Com relação às ofertas voluntárias  pode-se encontrar um tratamento irônico no incitamento a proclamar e fazer conhecê-las. Essas ofertas, justamente porque voluntárias, não eram provavelmente reguladas por específicas disposições.[3] As concessões sobre a imperfeita qualidade da oferta voluntária, não permitida para outros sacrifícios (Lv 22,23), nas regras mais amplas sobre o tempo para consumir a oferta (Lv 7,16; 22,21), assim como a menção delas no último lugar no resumo de Lv 23,37-38, depois dos “sacrifícios para o fogo”, holocaustos, oblações, vítimas, libações, dons e votos. Tudo sublinha o caráter privado desses sacrifícios. Proclamar essas ofertas destrói o seu caráter e finalidade. Não parece que nem o anúncio (retórico) do salmista dos sacrifícios que fará nem da proclamação das graças recebidas por Deus (Sl 66,15-16) pode ser interpretado como justificação ou explicação do relacionamento indicado em Am 4,5.

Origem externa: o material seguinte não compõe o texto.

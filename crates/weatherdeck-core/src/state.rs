//! The view-state controller.
//!
//! `DashboardState` owns the canonical record list and keeps three views
//! in sync with it: the full dataset, the search-filtered subset, and the
//! favorites subset. The derived views hold ids, never record copies.

use crate::error::Result;
use crate::source::{RecordSource, validate_unique_ids};
use weatherdeck_types::{RecordId, TemperatureUnit, WeatherRecord};

/// Ids of records whose city name contains the query, case-insensitively,
/// in canonical dataset order. An empty query matches everything.
pub fn filter_city_ids(records: &[WeatherRecord], query: &str) -> Vec<RecordId> {
    let needle = query.to_lowercase();
    records
        .iter()
        .filter(|record| record.city.to_lowercase().contains(&needle))
        .map(|record| record.id)
        .collect()
}

/// Canonical record store plus derived view state.
///
/// All mutation goes through the operations below; each one runs to
/// completion before the next is observable. Nothing here is shared or
/// concurrent.
#[derive(Debug)]
pub struct DashboardState {
    records: Vec<WeatherRecord>,
    query: String,
    search_ids: Vec<RecordId>,
    favorite_ids: Vec<RecordId>,
    unit: TemperatureUnit,
}

impl DashboardState {
    pub fn new(unit: TemperatureUnit) -> Self {
        Self {
            records: Vec::new(),
            query: String::new(),
            search_ids: Vec::new(),
            favorite_ids: Vec::new(),
            unit,
        }
    }

    /// Populate the canonical record list from a source.
    ///
    /// Resets the search to "show everything". Favorites that no longer
    /// resolve against the new dataset are dropped, so the membership
    /// invariant holds even across a reload.
    pub fn load_initial_data(&mut self, source: &dyn RecordSource) -> Result<()> {
        let records = source.fetch()?;
        validate_unique_ids(&records)?;

        self.records = records;
        self.query.clear();
        self.search_ids = self.records.iter().map(|r| r.id).collect();

        let records = &self.records;
        self.favorite_ids
            .retain(|id| records.iter().any(|record| record.id == *id));
        Ok(())
    }

    /// Recompute the search result ids for a new query.
    ///
    /// Case-insensitive substring match on the city name. An empty query
    /// selects the full dataset; a query matching nothing yields an empty
    /// result list, which is a valid state, not an error.
    pub fn search(&mut self, query: &str) {
        self.query = query.to_string();
        self.search_ids = filter_city_ids(&self.records, query);
    }

    /// Drop the query text and show the full dataset again.
    /// Equivalent to `search("")`.
    pub fn clear_search(&mut self) {
        self.query.clear();
        self.search_ids = self.records.iter().map(|r| r.id).collect();
    }

    /// Flip the display unit between Celsius and Fahrenheit.
    pub fn toggle_unit(&mut self) {
        self.unit = self.unit.toggled();
    }

    /// Append `id` to the favorites, preserving insertion order.
    ///
    /// A no-op when the id is already a favorite, or when it does not
    /// resolve against the canonical dataset.
    pub fn add_favorite(&mut self, id: RecordId) {
        if self.record(id).is_none() {
            return;
        }
        if !self.favorite_ids.contains(&id) {
            self.favorite_ids.push(id);
        }
    }

    /// Remove `id` from the favorites; no-op when it is not one.
    pub fn remove_favorite(&mut self, id: RecordId) {
        self.favorite_ids.retain(|favorite_id| *favorite_id != id);
    }

    /// Materialize records for a list of ids, in the order of `ids`.
    /// Ids with no matching record are silently skipped.
    pub fn resolve_records(&self, ids: &[RecordId]) -> Vec<&WeatherRecord> {
        ids.iter().filter_map(|id| self.record(*id)).collect()
    }

    pub fn record(&self, id: RecordId) -> Option<&WeatherRecord> {
        self.records.iter().find(|record| record.id == id)
    }

    pub fn records(&self) -> &[WeatherRecord] {
        &self.records
    }

    pub fn query(&self) -> &str {
        &self.query
    }

    pub fn search_ids(&self) -> &[RecordId] {
        &self.search_ids
    }

    pub fn favorite_ids(&self) -> &[RecordId] {
        &self.favorite_ids
    }

    /// Search results resolved for rendering
    pub fn search_results(&self) -> Vec<&WeatherRecord> {
        self.resolve_records(&self.search_ids)
    }

    /// Favorites resolved for rendering, in insertion order
    pub fn favorites(&self) -> Vec<&WeatherRecord> {
        self.resolve_records(&self.favorite_ids)
    }

    pub fn is_favorite(&self, id: RecordId) -> bool {
        self.favorite_ids.contains(&id)
    }

    pub fn unit(&self) -> TemperatureUnit {
        self.unit
    }
}

impl Default for DashboardState {
    fn default() -> Self {
        Self::new(TemperatureUnit::Celsius)
    }
}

Vamos contemplar como agiram profetisas e profetas da Bíblia. Isso poderá ser uma bússola na nossa missão na atualidade.
Belo Horizonte, MG, Brasil, 12 de novembro de 2012.



[1] Frei e padre da Ordem dos carmelitas; licenciado e bacharel em Filosofia pela UFPR; bacharel em Teologia pelo ITESP/SP; mestre em Exegese Bíblica pelo Pontifício Instituto Bíblico de Roma; assessor da CPT, CEBI, SAB e Via Campesina; conselheiro do Conselho Estadual dos Direitos Humanos de Minas Gerais – CONEDH; e-mail: gilvander@igrejadocarmo.com.brwww.gilvander.org.brwww.twitter.com/gilvanderluis - facebook: Gilvander Moreira
[2] SIMIAN-YOFRE, H., El desierto de los Dioses, Cordoba, 1992, p. 86.
[3] Cf. as referências bastante gerais em 2 Cr 31,14; Sl 68,10; 119,108 - no singular e no sentido “profano”, ofertas voluntárias para a construção do templo, cf. Ex 35,29; 36,3.